The new year turned without major drama. The ending of a ten-year relationship and the loss of the family home had been enough upheaval in 2005. I was working three days a week as a Development Officer at a Volunteer Centre, Dan at nursery for two of these. One day a week he went to Nanny and Grandad’s, the eternal constants in his life, in whose company he was completely secure, utterly cherished.

‘My nanny’s here!’ Dan would call excitedly when Mum came to pick him up. He would return home full of love and chocolate.

The days we had to ourselves we filled with as much fun as we could. Liz, Anna, and Joe would regularly come round after nursery and work as spring broke into summer. We’d turn teatime into ‘naughty teatime’ by adding a vodka to our diet colas. The boys would eat spaghetti hoops then play in the sandpit and paddling pool in our small, flagged garden.
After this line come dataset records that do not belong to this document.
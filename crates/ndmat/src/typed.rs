//! Statically typed view over a [`DenseArray`].
//!
//! `TypedArray<T>` checks the element type once, when it is built, and then
//! offers accessors that cannot be called with the wrong `T`. It carries no
//! state of its own beyond the wrapped array.

use std::marker::PhantomData;
use std::ops::{Deref, Range};

use crate::dense::{DenseArray, Elements};
use crate::error::{ArrayError, Result};
use crate::tag::Element;

/// A dense array whose element type is `T`.
#[derive(Debug, Clone)]
pub struct TypedArray<T: Element> {
    inner: DenseArray,
    _marker: PhantomData<T>,
}

impl<T: Element> TypedArray<T> {
    /// Zero-filled array of extents `sizes`.
    pub fn zeros(sizes: &[usize]) -> Result<Self> {
        Ok(Self::wrap(DenseArray::zeros(sizes, T::array_type())?))
    }

    /// Copy `data` (row-major) into a new array.
    pub fn from_slice(sizes: &[usize], data: &[T]) -> Result<Self> {
        Ok(Self::wrap(DenseArray::from_slice(sizes, data)?))
    }

    /// Attach a type to `array`, failing if its element type is not `T`.
    ///
    /// An empty array is accepted and given the type on first growth.
    pub fn try_from_dense(array: DenseArray) -> Result<Self> {
        if array.dims() > 0 && array.array_type() != T::array_type() {
            return Err(ArrayError::TypeMismatch {
                requested: T::array_type(),
                actual: array.array_type(),
            });
        }
        Ok(Self::wrap(array))
    }

    fn wrap(inner: DenseArray) -> Self {
        Self {
            inner,
            _marker: PhantomData,
        }
    }

    /// The untyped array.
    #[must_use]
    pub fn as_dense(&self) -> &DenseArray {
        &self.inner
    }

    /// Give back the untyped array.
    #[must_use]
    pub fn into_dense(self) -> DenseArray {
        self.inner
    }

    /// Read element `idx`.
    pub fn get(&self, idx: &[usize]) -> Result<T> {
        self.inner.at(idx)
    }

    /// Write element `idx`.
    pub fn set(&mut self, idx: &[usize], value: T) -> Result<()> {
        self.inner.set(idx, value)
    }

    /// Mutable reference to element `idx`. Needs sole ownership of the
    /// storage, see [`DenseArray::at_mut`].
    pub fn get_mut(&mut self, idx: &[usize]) -> Result<&mut T> {
        self.inner.at_mut(idx)
    }

    /// Elements of row `i` of a 2-D array as a slice.
    ///
    /// # Safety
    ///
    /// No other header over the same buffer may write the row while the
    /// slice is alive.
    pub unsafe fn row_slice(&self, i: usize) -> Result<&[T]> {
        let row = self.inner.row(i)?;
        if !row.is_continuous() {
            return Err(ArrayError::NotContinuous("row elements are strided"));
        }
        let p = row.data().cast::<T>();
        if row.total() > 0 && p.align_offset(std::mem::align_of::<T>()) != 0 {
            return Err(ArrayError::Unsupported("element is not aligned for typed access"));
        }
        // SAFETY: the row is gap-free and lives in storage this array keeps
        // alive for at least as long as `&self`; the caller rules out writers.
        Ok(unsafe { std::slice::from_raw_parts(p, row.total()) })
    }

    /// All elements as one slice. Requires a continuous array.
    ///
    /// # Safety
    ///
    /// As for [`DenseArray::as_slice`].
    pub unsafe fn as_slice(&self) -> Result<&[T]> {
        // SAFETY: forwarded contract.
        unsafe { self.inner.as_slice() }
    }

    /// Row-major iterator over copies of the elements.
    pub fn iter(&self) -> Result<Elements<'_, T>> {
        self.inner.iter()
    }

    /// All elements as one mutable slice. Requires a continuous array.
    pub fn as_mut_slice(&mut self) -> Result<&mut [T]> {
        self.inner.as_mut_slice()
    }

    /// Copy out in row-major order.
    pub fn to_vec(&self) -> Result<Vec<T>> {
        self.inner.to_vec()
    }

    /// Typed view of a sub-block.
    pub fn region(&self, ranges: &[Range<usize>]) -> Result<Self> {
        Ok(Self::wrap(self.inner.region(ranges)?))
    }

    /// Typed view of row `i`.
    pub fn row(&self, i: usize) -> Result<Self> {
        Ok(Self::wrap(self.inner.row(i)?))
    }

    /// Typed view of column `i`.
    pub fn col(&self, i: usize) -> Result<Self> {
        Ok(Self::wrap(self.inner.col(i)?))
    }

    /// Independent copy.
    pub fn deep_clone(&self) -> Result<Self> {
        Ok(Self::wrap(self.inner.deep_clone()?))
    }

    /// Append one element to an n x 1 array.
    pub fn push_back(&mut self, value: T) -> Result<()> {
        self.inner.push_back(value)
    }

    /// Remove the last `n` rows.
    pub fn pop_back(&mut self, n: usize) -> Result<()> {
        self.inner.pop_back(n)
    }

    /// Visit every element in row-major order.
    pub fn for_each_mut(&mut self, mut f: impl FnMut(&mut T)) -> Result<()> {
        let mut values = self.inner.to_vec::<T>()?;
        values.iter_mut().for_each(&mut f);
        let src = DenseArray::from_slice(self.inner.size(), &values)?;
        src.copy_bytes_into(&mut self.inner);
        Ok(())
    }
}

impl<T: Element> Deref for TypedArray<T> {
    type Target = DenseArray;

    fn deref(&self) -> &DenseArray {
        &self.inner
    }
}

impl<T: Element> TryFrom<DenseArray> for TypedArray<T> {
    type Error = ArrayError;

    fn try_from(array: DenseArray) -> Result<Self> {
        Self::try_from_dense(array)
    }
}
On other days, Liz and I would whisk them off to parks in other towns where we would eat ice creams with sauce and sprinkles, watch brass bands, and ride on miniature trains.

To celebrate Joe’s third birthday in August, we bought tickets for the Thomas the Tank Engine All Aboard Live Tour at Sheffield Hallam Arena. Brightly painted stage sets and giant-sized versions of their favourite trains, simple songs to join in with, the auditorium alive with the chaos of hundreds of other equally overexcited children. They were both entranced by the magic. Dan asked if we could stay there ‘all days’, and for the next week he strutted around in his ‘Thomas on Tour’ t-shirt, singing loudly:

‘It’s a very special daay

A VEEERRRRY special day


I had never expected to find such pleasure from the company of one other person, especially a small child. Every night, after teeth were brushed, I would read to him, cuddled up in his single bed. As I read, he would twirl his fingers through my hair, drifting into a place of calm and comfort.

‘Night, mummy,’ he’d mumble with a sleepy smile and then turn and curl his skinny body under the duvet. I would leave the room enveloped in soft wonder at the little boy whose presence filled me with warmth from head to toe. With Dan, I felt I had substance. With Dan, I had a place in the world.

That place was not, however, a fixed spot. Dan was always on the move, and that meant I was too. He could not be left unattended, would not simply sit and play quietly.

‘Dan, come back!’ I would call in the park, abandoning buggy and bag to chase after him as he zoomed off beyond the big slide.

‘Where were you going?’ I’d ask, gripping his hand, marching back to the buggy with him skipping along beside me.

‘I just wanted to see what was there,’ he’d say, with a bright-eyed smile. Not deliberate mischief or disobedience, just immense curiosity and absolute faith in his ability to deal with the world on his own terms, despite not yet being of school age. This mix of inquisitiveness and eccentricity was Dan.

‘I like being rare,’ he said, when I queried him about his sometimes-offbeat behaviours. These sideways takes cropped up regularly. He’d pick up a phrase from a TV programme and play with it.

‘Sniff dat’, he’d say, shoving items—crayons, apples, worms—under my nose. Thank you, Trap Door. Or, he’d misuse a phrase; he’d eat all his tea, or put his own socks on, or use the potty effectively and announce, ‘And the dentist will be really proud of me.’ Or, watching leaves fall from trees, a squirrel bound over a wall, water going down the plughole, he would sigh and say, ‘I’m really gonna miss those leaves/that squirrel/my bath’. Dan-isms everywhere, brightening my days like sunbursts.

We visited a local farm show. It had the usual attractions: bouncy castle, miniature train, and falconry displays. Dan dashed through the crowds with me crashing behind, apologising to those I batted out of the way, trying to keep up with him. Then he halted, captivated by a vicar waving an oversized plush turtle puppet as he entertained a dozen or so meekly seated children. Dan was transfixed as the vicar told a biblical tale.

‘…and that’s how Jesus fed so many people!’ The vicar finished, making the turtle’s mouth open in amazement. The children clapped, and Dan ran to him and reached up to deliver an enormous hug.

‘What was that for?’ I asked, as he bounced back to me.

‘Because he really loves Jesus, and Jesus isn’t here to give him a hug, so I did.’

He extended the same love to the spider plant I brought home one day.